Think of skyrocketing tuitions among elite colleges and universities that spend lavishly on winning sports teams, rock-climbing walls and scholarships for those who don't even need them, all to attract top students.Or the runaway compensation for chief executives who would be willing to take the job for half of what they are being paid.
Or the ridiculous prices paid for "it" handbags, fancy watches or houses in the Hamptons.
How do we explain why cities are still tripping over themselves to offer subsidies for baseball stadiums and convention centers in the face of overwhelming evidence that these diminish economic efficiency and welfare rather than enhance them?
And how is it rational that first-year associates at top law firms are paid more than federal judges?
One thread that runs through all these "market failures" is that they involve a kind of competition in which "winning" is more a relative concept than an absolute one -- that the goal is not so much to maximize profits, income or welfare, as economic models assume, but to beat the competitors. In the process, perfectly rational investors, businesses or consumers wind up doing things that are irrational, leaving them no better off than before.
The intellectual roots of this economic theory of relativity go back to Adam Smith, Alfred Marshall and Thorstein Veblen. It got a big boost from game theorists, among them University of Maryland's Thomas C. Schelling, who won a Nobel Prize for his work on unproductive arms races, both economic and military. More recently, the hot new area of behavioral economics has focused considerable light on the seemingly irrational side of homo economus.
Perhaps nobody has done more to expand our understanding of relative competition than Robert H. Frank of Cornell University. Frank's particular focus has been on the importance of status in consumer choices. His point is that the desire for ever-bigger homes, ever-fancier gas grilles, ever-more powerful SUVs is based not on some absolute notion of what is good or sufficient, but rather on the relative basis of what everyone else has.
It is this compulsion to keep up with the Joneses, Frank argues, which leads us to over-spend on status goods that, in the end, make us no happier. Meanwhile, we wind up under-investing in leisure time or "public goods," such as better schools and parks, that would give us more satisfaction.

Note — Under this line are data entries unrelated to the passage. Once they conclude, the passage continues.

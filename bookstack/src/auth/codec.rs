//! JWT signing and verification.
//!
//! Access and refresh tokens share a claim set but are signed with two
//! independent secrets. A refresh token presented where an access token is
//! expected (or vice versa) fails signature verification exactly like a
//! forgery would.

use chrono::Duration;
use jsonwebtoken::{DecodingKey, EncodingKey, Header, Validation};

use super::errors::{AuthError, AuthResult};
use super::models::TokenPayload;

/// Holds pre-built keys for both token classes.
pub struct TokenCodec {
    access_encoding: EncodingKey,
    access_decoding: DecodingKey,
    refresh_encoding: EncodingKey,
    refresh_decoding: DecodingKey,
}

impl TokenCodec {
    /// Build a codec from the two signing secrets. The secrets must differ;
    /// server configuration enforces that before this is ever called.
    pub fn new(access_secret: &[u8], refresh_secret: &[u8]) -> Self {
        Self {
            access_encoding: EncodingKey::from_secret(access_secret),
            access_decoding: DecodingKey::from_secret(access_secret),
            refresh_encoding: EncodingKey::from_secret(refresh_secret),
            refresh_decoding: DecodingKey::from_secret(refresh_secret),
        }
    }

    /// Lifetime of an access token.
    pub fn access_ttl() -> Duration {
        Duration::minutes(15)
    }

    /// Lifetime of a refresh token.
    pub fn refresh_ttl() -> Duration {
        Duration::days(7)
    }

    /// Sign an access token (HS256).
    pub fn sign_access(&self, payload: &TokenPayload) -> AuthResult<String> {
        jsonwebtoken::encode(&Header::default(), payload, &self.access_encoding)
            .map_err(AuthError::Signing)
    }

    /// Sign a refresh token (HS256).
    pub fn sign_refresh(&self, payload: &TokenPayload) -> AuthResult<String> {
        jsonwebtoken::encode(&Header::default(), payload, &self.refresh_encoding)
            .map_err(AuthError::Signing)
    }

    /// Verify an access token and return its claims.
    pub fn verify_access(&self, token: &str) -> AuthResult<TokenPayload> {
        Self::decode(token, &self.access_decoding, "Invalid token")
    }

    /// Verify a refresh token and return its claims.
    pub fn verify_refresh(&self, token: &str) -> AuthResult<TokenPayload> {
        Self::decode(token, &self.refresh_decoding, "Invalid refresh token")
    }

    fn decode(token: &str, key: &DecodingKey, message: &str) -> AuthResult<TokenPayload> {
        // Expired, forged and malformed all collapse into one outcome so the
        // caller cannot probe which check failed.
        jsonwebtoken::decode::<TokenPayload>(token, key, &Validation::default())
            .map(|data| data.claims)
            .map_err(|_| AuthError::Unauthenticated(message.to_string()))
    }
}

The latest example of Frank at work is his piece in today's New York Times. He looks at the puzzle of why people contribute to political campaigns, which seems to go against our assumption that people behave in a narrowly self-interested manner:
The problem, as described by Mancur Olson in his classic book, “The Logic of Collective Action,” is that even those who share a presidential candidate’s policy goals will reap no significant material advantage by donating their time or money. After all, with cash donations legally capped at $2,300, even donors who give the maximum have no realistic hope of influencing an election’s outcome. Nor can any individual volunteer — even one whose efforts resulted in hundreds of additional votes for his candidate — realistically hope to tip an election.
Although the logic of the free-rider problem may seem compelling, people’s behavior strikingly contradicts many of its predictions. Last month alone, for example, the presidential campaign of Senator Barack Obama raised over $32 million from more than 250,000 individual donors and sent huge numbers of volunteers into the field. (Disclosure: I’m an Obama contributor myself.) Other campaigns have benefited in similar, if less spectacular, ways from their supporters’ willingness to set narrow self-interest to one side.
Frank goes on to describe a theory from Albert O. Hirschman that posits alternating periods dominated by collective action and by selfishness. So, while Obama was criticized for saying positive things about Ronald Reagan, his "movement" may be a sign that the Reagan era is over...
One crucial thing sometimes students (and professors) misunderstand about the free rider problem - and the assumptions we make about behavior in general - is that economics does not exist to tell people how to act. Economists are social scientists, and our task is to explain human behavior. In Frank's example, what is problematic is not the behavior of the donors, but the fact that economic theory has a hard time explaining it.